I want to pass a shared pointer to a function. Can you help me with that?

Sure, I can help with you that. I assume you have some understanding of ownership semantics in C++. Is that true?

Yeah, I'm reasonably comfortable with the subject.

Good.

Ok, I can only think of two reasons to take a shared_ptr argument:

  1. The function wants to share ownership of the object;
  2. The function does some operation that works specifically on shared_ptrs.

Which one are you interested in?

I'm looking for a general answer, so I'm actually interested in both. I'm curious about what you mean in case #2, though.

Examples of such functions include std::static_pointer_cast, custom comparators, or predicates. For example, if you need to find all unique shared_ptr from a vector, you need such a predicate.

Ah, when the function actually needs to manipulate the smart pointer itself.

Exactly.

In that case, I think we should pass by reference.

Yes. And if it doesn't change the pointer, you want to pass by const reference. There's no need to copy since you don't need to share ownership. That's the other scenario.

Ok, got it. Let's talk about the other scenario.

The one where you share the ownership? Ok. How do you share ownership with shared_ptr?

By copying it.

Then the function will need to make a copy of a shared_ptr, correct?

Obviously. So I pass it by a reference to const and copy to a local variable?

No, that's a pessimization. If it is passed by reference, the function will have no choice but to make the copy manually. If it is passed by value the compiler will pick the best choice between a copy and a move and perform it automatically. So, pass by value.

Good point. I must remember that "Want Speed? Pass by Value." article more often.

Wait, what if the function stores the shared_ptr in a member variable, for example? Won't that make a redundant copy?

The function can simply move the shared_ptr argument into its storage. Moving a shared_ptr is cheap because it doesn't change any reference counts.

Ah, good idea.

But I'm thinking of a third scenario: what if you don't want to manipulate the shared_ptr, nor to share ownership?

In that case, shared_ptr is completely irrelevant to the function. If you want to manipulate the pointee, take a pointee, and let the callers pick what ownership semantics they want.

And should I take the pointee by reference or by value?

The usual rules apply. Smart pointers don't change anything.

Pass by value if I'm going to copy, pass by reference if I want to avoid a copy.

Right.

Hmm. I think you forgot yet another scenario. What if I want to share ownership, but only depending on a certain condition?

Ah, an interesting edge case.
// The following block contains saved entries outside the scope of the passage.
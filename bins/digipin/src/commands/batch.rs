//! Batch conversion of files or stdin

use super::Context;
use anyhow::{Context as _, Result};
use digipin_cli::output::{format_count, format_duration, print_json};
use digipin_cli::progress::{batch_progress, finish_error, finish_success};
use digipin_cli::Status;
use digipin_geo::batch::{self, BatchInput, BatchRow};
use digipin_telemetry::Timer;
use indicatif::ProgressBar;
use owo_colors::OwoColorize;
use serde::Serialize;
use std::io::Read;
use std::path::Path;

/// Lines converted between progress updates
const CHUNK_SIZE: usize = 1000;

#[derive(Serialize)]
struct BatchOutput {
    total: usize,
    failed: usize,
    rows: Vec<BatchRow>,
}

/// Encode every `lat,lng` line
pub fn encode(ctx: &Context, file: Option<&Path>) -> Result<()> {
    let input = read_input(file)?;
    let coordinates = input.coordinates();
    let skipped = input.entries.len() - coordinates.len();
    if skipped > 0 {
        Status::warning(&format!(
            "Skipping {} that {} not look like coordinates",
            format_count(skipped, "line", "lines"),
            if skipped == 1 { "does" } else { "do" }
        ));
    }

    let rows = convert(ctx, "Encoding", &coordinates, batch::encode_rows);
    render(ctx, rows)
}

/// Decode every pin line
pub fn decode(ctx: &Context, file: Option<&Path>) -> Result<()> {
    let input = read_input(file)?;
    let pin_lines = input.pins();
    let skipped = input.entries.len() - pin_lines.len();
    // Comma separated pins on one line count as separate entries
    let pins: Vec<(usize, String)> = pin_lines
        .into_iter()
        .flat_map(|(line, text)| batch::parse_pin_list(&text).into_iter().map(move |pin| (line, pin)))
        .collect();

    if skipped > 0 {
        Status::warning(&format!(
            "Skipping {} with coordinates; use `batch encode` for those",
            format_count(skipped, "line", "lines")
        ));
    }

    let rows = convert(ctx, "Decoding", &pins, batch::decode_rows);
    render(ctx, rows)
}

fn read_input(file: Option<&Path>) -> Result<BatchInput> {
    let text = match file {
        Some(path) => std::fs::read_to_string(path)
            .map_err(|e| digipin_core::Error::file_not_found(path).with_source(e))?,
        None => {
            let mut text = String::new();
            std::io::stdin()
                .read_to_string(&mut text)
                .context("Failed to read batch input from stdin")?;
            text
        }
    };

    let input = batch::parse_batch_input(&text);
    if input.is_empty() {
        return Err(digipin_core::Error::validation("Batch input is empty")
            .with_suggestion("Provide one coordinate or DIGIPIN per line")
            .into());
    }
    Ok(input)
}

/// Runs `rows_for` chunk by chunk so the progress bar can advance
fn convert<T>(ctx: &Context, label: &str, entries: &[T], rows_for: fn(&[T]) -> Vec<BatchRow>) -> Vec<BatchRow> {
    let timer = Timer::start(format!("batch {}", label.to_lowercase()));
    let pb = if ctx.is_json() || !console::user_attended_stderr() {
        ProgressBar::hidden()
    } else {
        batch_progress(entries.len() as u64, label)
    };

    let mut rows = Vec::with_capacity(entries.len());
    for chunk in entries.chunks(CHUNK_SIZE) {
        rows.extend(rows_for(chunk));
        pb.inc(chunk.len() as u64);
    }

    let elapsed = timer.stop();
    let failed = rows.iter().filter(|row| !row.is_ok()).count();
    let summary = format!("{} in {}", format_count(rows.len(), "line", "lines"), format_duration(elapsed));
    if failed == 0 {
        finish_success(&pb, &summary);
    } else {
        finish_error(&pb, &summary);
    }
    rows
}

fn render(ctx: &Context, rows: Vec<BatchRow>) -> Result<()> {
    let failed = rows.iter().filter(|row| !row.is_ok()).count();

    if ctx.is_json() {
        print_json(&BatchOutput { total: rows.len(), failed, rows })?;
        return Ok(());
    }

    for row in &rows {
        match (&row.output, &row.error) {
            (Some(output), _) => println!("{:>5}  {}  {}", row.line.dimmed(), row.input, output.green()),
            (None, Some(error)) => println!("{:>5}  {}  {}", row.line.dimmed(), row.input, error.red()),
            (None, None) => {}
        }
    }

    println!();
    let converted = rows.len() - failed;
    if failed == 0 {
        Status::success(&format!("Converted {}", format_count(converted, "line", "lines")));
    } else {
        Status::warning(&format!(
            "Converted {}, {} failed",
            format_count(converted, "line", "lines"),
            failed
        ));
    }
    Ok(())
}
I don't expect that to happen often. But when it happens you can either pass by value and ignore the copy if you don't need it, or pass by reference and make the copy if you need it.

I risk one redundant copy in the first option, and lose a potential move in the second. Can't I eat the cake and have it too?

If you're in a situation where that really matters, you can provide two overloads, one taking a const lvalue reference, and another taking an rvalue reference. One copies, the other moves. A perfect-forwarding function template is another option.

I think that covers all the possible scenarios. Thank you very much.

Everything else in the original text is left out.